Heller was designated for assignment on February 10, 2021, to make room on the 40-man roster for Darren O'Day. On February 12, Heller was released by the Yankees.

===Arizona Diamondbacks===
On February 20, 2021, Heller signed a minor league contract with the Arizona Diamondbacks organization. Heller suffered a stress fracture in his elbow, ending his season before it began, and he was released on April 20.

===Minnesota Twins===
On July 18, 2022, Heller signed a minor league deal with the Minnesota Twins. He made four rehab appearances for the rookie-level Florida Complex League Twins before being promoted to the Triple-A St. Paul Saints. Heller had a 21.60 ERA with three strikeouts in 1 2/3 innings pitched across three appearances before being released on September 5.

===Tampa Bay Rays===
On January 18, 2023, Heller signed a minor league contract with the Tampa Bay Rays organization. He began the year with the Triple-A Durham Bulls, posting a 3.91 ERA in 16 appearances. His contract was selected to the active roster on May 24. On June 2, following the acquisition of Robert Stephenson, Heller was designated for assignment by the Rays without having made an appearance for the team.

===Atlanta Braves===
On June 6, 2023, Heller was traded to the Atlanta Braves in exchange for international bonus pool money. He was recalled to the major leagues on June 15. Heller made his debut for the Braves on June 16, throwing five strikeouts with only one hit and one walk in two innings in a win against the Colorado Rockies. In 19 appearances for Atlanta, he posted a 3.86 ERA with 16 strikeouts in 18 2/3 innings pitched. Following the season on November 1, Heller was removed from the 40–man roster and sent outright to the Triple–A Gwinnett Stripers. However, Heller rejected the assignment and elected free agency.

===Pittsburgh Pirates===
On December 5, 2023, Heller signed a minor league contract with the Pittsburgh Pirates. He made 15 appearances for the Triple–A Indianapolis Indians, compiling a 4.91 ERA with 34 strikeouts across 18 1/3 innings pitched. On June 4, 2024, the Pirates selected Heller's contract, adding him to their active roster. He struggled immensely in two games for the Pirates, allowing 12 runs (11 earned) on nine hits with three strikeouts across two innings of work. During his second appearance on June 9, pitching the 10th inning against the Minnesota Twins, he hit three batters to match the 1974 performance of former Pirates pitcher Dock Ellis, who was hitting the batters intentionally. Heller was designated for assignment following the acquisition of Niko Goodrum on June 10. He cleared waivers and was sent outright to Indianapolis on June 13. On August 6, the Pirates selected Heller's contract, adding him back for their active roster. In 8 games for Pittsburgh, he struggled to an 11.25 ERA with 15 strikeouts over 12 innings. Heller was placed on the injured list with right shoulder inflammation on August 30, and was transferred to the 60–day injured list on September 18, ending his season. On November 4, he was removed from the 40–man roster and sent outright to Triple–A Indianapolis. Heller elected free agency the same day.

===Chicago Cubs===
On December 30, 2024, Heller signed a minor league contract with the Chicago Cubs. On March 25, 2025, Heller underwent Tommy John surgery, ruling him out for the 2025 season. He was released on May 23. Heller re-signed with Chicago on a new minor league contract on June 2.

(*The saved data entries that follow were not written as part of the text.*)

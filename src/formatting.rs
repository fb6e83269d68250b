//! Formatting utilities for console output
//!
//! The report itself stores raw numbers; these helpers only produce the
//! human-readable run summary printed by the binary.

/// Formats a rate in bits per second with decimal unit prefixes
///
/// # Examples
///
/// ```
/// use link_check::formatting::format_bitrate;
///
/// assert_eq!(format_bitrate(0.0), "0.00 bps");
/// assert_eq!(format_bitrate(1500.0), "1.50 Kbps");
/// assert_eq!(format_bitrate(4194304.0), "4.19 Mbps");
/// ```
pub fn format_bitrate(bits_per_second: f64) -> String {
    if bits_per_second < 1_000.0 {
        format!("{:.2} bps", bits_per_second)
    } else if bits_per_second < 1_000_000.0 {
        format!("{:.2} Kbps", bits_per_second / 1_000.0)
    } else if bits_per_second < 1_000_000_000.0 {
        format!("{:.2} Mbps", bits_per_second / 1_000_000.0)
    } else {
        format!("{:.2} Gbps", bits_per_second / 1_000_000_000.0)
    }
}

/// Formats byte values with binary unit prefixes (B, KB, MB, GB)
///
/// # Examples
///
/// ```
/// use link_check::formatting::format_bytes;
///
/// assert_eq!(format_bytes(512), "512 B");
/// assert_eq!(format_bytes(1024), "1.00 KB");
/// assert_eq!(format_bytes(1048576), "1.00 MB");
/// ```
pub fn format_bytes(bytes: u64) -> String {
    let bytes = bytes as f64;
    if bytes < 1024.0 {
        format!("{:.0} B", bytes)
    } else if bytes < 1024.0 * 1024.0 {
        format!("{:.2} KB", bytes / 1024.0)
    } else if bytes < 1024.0 * 1024.0 * 1024.0 {
        format!("{:.2} MB", bytes / (1024.0 * 1024.0))
    } else {
        format!("{:.2} GB", bytes / (1024.0 * 1024.0 * 1024.0))
    }
}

On March 23, 2026, Heller was released by the Cubs organization.

==Personal life==
Heller is the oldest of four children born to Bonnie and Brian Heller. His parents divorced after he graduated from high school. One of his younger brothers, Gabe, died by suicide at the age of 18 in 2015.

Heller and his wife, Martha, met while attending Olivet Nazarene University; she is an eighth grade math teacher. In 2017, Ben and his wife stayed together in Scranton, Pennsylvania, when Ben was pitching in the minor leagues and lived above a funeral parlor with Chad Green.